Sunday, January 22, 2012

Lenin and Red Kirill


St Petersburg was called Leningrad from 1924 upon the death of Lenin until 1991 upon the death of the Soviet Union. The man in question, Vladimir Ilych Lenin, was an almost unbelievably roulettian character. It's hard to imagine what Russia would have been like today had this radical revolutionary been content to relax in his rural hometown on the Volga in the soft comfort of bourgeois family life.

Instead, he moved to Petersburg, studied law, and took part in conspiratorial organizations against the monarchy for which he was exiled to Siberia. Thereafter, he went abroad, residing among other places in Zurich, where he heard the news of the February 1917 revolution that deposed Tsar Nicholas II. This was the moment! But how to get back to Russia?  War was raging and crossing international borders was fraught with difficulty and danger. A million things could have gone wrong, but with the help of the Germans, who hoped to foment internal problems in the land of their WWI enemy, he was transported back to Petersburg in a sealed train like (so Churchill) a "plague bacillus."  The plague spread, and Lenin stirred up a fervor that culminated in the Great October Socialist Revolution and the founding of the USSR.  


Meanwhile, Red Kirill sends me a text message:  there's going to be some sort of event tonight in an underground pub. I'm supposed to meet him at the Obvodny Canal metro station in one hour. Kirill is an artist, a continual dissident, an optimist with negative forecasts. His hair is tied up in dreadlocks and he only wears red, not due to any communist convictions, but because "Red is the color of hope!  And it makes it easy to buy clothes. I only look at red."


As we race along to the pub, Kirill talks and walks non-stop, ignoring red lights. "I only know one direction! That's forward. If I stop, I sleep. Ach no, nothing will come of the protests. This is a land of slaves! No one knows any better. My problem is Griboedovian: 'Woe from Wit.' I understand too much. If I didn't know everything, I too could be a consumer like the rest! But no, I understand it all. Putin says the Americans are stirring up the protestors. Ridiculous! It's the KGB! They know how to manipulate. They're causing dissension between the various groups. Then they'll strike. At first we were all working together, now everything is squabbling among themselves. Ach, things will never change, oh, here we are."


The pub is located in an anarchistically renovated cellar with low ceilings and red walls. A band plays loud music and the smoke hangs heavy. Kirill introduces me to Byelorussian Ilona, striking in dyed blonde hair, black-rimmed glasses, space-consuming earrings, white fur, and red plaid skirt.  


Ilona says that contrary to rumor, there really isn't a dictatorship in Byelorusssia. The pensioners love President Lukaschenko, it's the youth who are discontented as usual. They call it a dictatorship just to get attention. Of course the situation is bad, but...what can you do?

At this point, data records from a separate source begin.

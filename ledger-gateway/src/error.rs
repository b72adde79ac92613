use thiserror::Error;

/// Backend code for "no information available", used by bitcoind/btcd for
/// missing spent info, unknown mempool entries and absent address index data.
pub const RPC_INVALID_ADDRESS_OR_KEY: i32 = -5;

/// Connection level failure talking to an endpoint (no JSON-RPC reply at all).
pub const RPC_TRANSPORT_ERROR: i32 = -32001;

/// The endpoint did not answer within its per-attempt timeout.
pub const RPC_TIMEOUT_ERROR: i32 = -32002;

/// The endpoint answered with something we could not decode.
pub const RPC_INVALID_RESPONSE: i32 = -32003;

/// An error reported by (or while talking to) a single backend endpoint.
#[derive(Debug, Clone, PartialEq, Eq, Error)]
#[error("backend error {code}: {message}")]
pub struct BackendError {
    pub code: i32,
    pub message: String,
}

impl BackendError {
    pub fn new(code: i32, message: impl Into<String>) -> Self {
        Self {
            code,
            message: message.into(),
        }
    }

    pub fn transport(message: impl Into<String>) -> Self {
        Self::new(RPC_TRANSPORT_ERROR, message)
    }

    pub fn timeout(message: impl Into<String>) -> Self {
        Self::new(RPC_TIMEOUT_ERROR, message)
    }

    pub fn is_not_found(&self) -> bool {
        self.code == RPC_INVALID_ADDRESS_OR_KEY
    }
}

pub type BackendResult<T> = Result<T, BackendError>;

#[derive(Debug, Clone, PartialEq, Eq, Error)]
pub enum GatewayError {
    /// Every endpoint failed; carries the last endpoint's code and message.
    #[error("RPC error {code}: {message}")]
    Backend { code: i32, message: String },

    #[error("invalid request: {0}")]
    Validation(String),

    #[error("invalid height range: {0}")]
    Range(String),

    #[error("internal error: {0}")]
    Internal(String),
}

impl GatewayError {
    pub fn validation(message: impl Into<String>) -> Self {
        let message = message.into();
        warn!("Rejecting request: {}", message);
        Self::Validation(message)
    }

    pub fn range(message: impl Into<String>) -> Self {
        let message = message.into();
        warn!("Rejecting height range: {}", message);
        Self::Range(message)
    }

    pub fn code(&self) -> Option<i32> {
        match self {
            Self::Backend { code, .. } => Some(*code),
            _ => None,
        }
    }
}

impl From<BackendError> for GatewayError {
    fn from(e: BackendError) -> Self {
        Self::Backend {
            code: e.code,
            message: e.message,
        }
    }
}

pub type GatewayResult<T> = Result<T, GatewayError>;

#[cfg(test)]
mod tests {
    use super::*;

    #[test]
    fn test_backend_error_normalization() {
        let e = BackendError::new(-8, "Block height out of range");
        let e: GatewayError = e.into();
        assert_eq!(e.code(), Some(-8));
        assert_eq!(e.to_string(), "RPC error -8: Block height out of range");

        assert!(BackendError::new(-5, "No information available").is_not_found());
        assert!(!BackendError::transport("connection refused").is_not_found());
        assert_eq!(GatewayError::validation("bad").code(), None);
    }
}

Suddenly, the door swings open and who strides in but Lenin himself! The crowd cheers. Following him are Father Christmas (the Russians use the Orthodox Church calendar which is fourteen days behind the western one, plus they celebrate for as long as possible: in short, it's still Christmas here), and somewhat unrecognizably, Putin as an extraterrestrial robot. Everybody wishes everybody else a happy 2012 as the band plays on.




The lyrics stick in my mind:
A happy new year to you and me
Now that we're free
Anything might be.


In Russian, this doesn't sound optimistic, but rather like a warning of impending chaos. As long experience has taught, that "anything" will most likely be bad.